* **DATA FOR PROCESSING**:
━━━━
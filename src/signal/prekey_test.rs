use super::*;
use crate::signal::identity::IdentityKeyPair;

#[test]
fn test_generate_batch_produces_distinct_sequential_ids() {
    let batch = PreKey::generate_batch(1, PREKEY_BATCH_SIZE);

    assert_eq!(batch.len(), PREKEY_BATCH_SIZE as usize);
    let ids: Vec<u32> = batch.iter().map(|p| p.id).collect();
    assert_eq!(ids, (1..=PREKEY_BATCH_SIZE).collect::<Vec<_>>());
}

#[test]
fn test_generate_batch_wraps_below_max_id() {
    let start = MAX_PREKEY_ID - 2;
    let batch = PreKey::generate_batch(start, 5);
    let ids: Vec<u32> = batch.iter().map(|p| p.id).collect();

    // ids must stay within [1, MAX_PREKEY_ID)
    for id in &ids {
        assert!(*id >= 1 && *id < MAX_PREKEY_ID);
    }
}

#[test]
fn test_signed_prekey_signature_verifies() {
    let identity = IdentityKeyPair::generate();
    let signed = SignedPreKey::generate(1, &identity.signing_keypair(), 1_700_000_000);

    let identity_pub = identity.signing_keypair().public_bytes();
    assert!(signed.verify_signature(&identity_pub).is_ok());
}

#[test]
fn test_signed_prekey_signature_rejects_wrong_identity() {
    let identity = IdentityKeyPair::generate();
    let other = IdentityKeyPair::generate();
    let signed = SignedPreKey::generate(1, &identity.signing_keypair(), 1_700_000_000);

    let other_pub = other.signing_keypair().public_bytes();
    assert!(signed.verify_signature(&other_pub).is_err());
}

#[test]
fn test_signed_prekey_retirement_keeps_current_and_previous() {
    assert_eq!(signed_prekey_id_to_retire(5), Some(3));
    assert_eq!(signed_prekey_id_to_retire(1), None);
    assert_eq!(signed_prekey_id_to_retire(0), None);
}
━━━━
* **WORK TASK**: Reply with one number only: how many lines of the listing hold "IdentityKeyPair"?

* **EXERCISE RESULT**: 4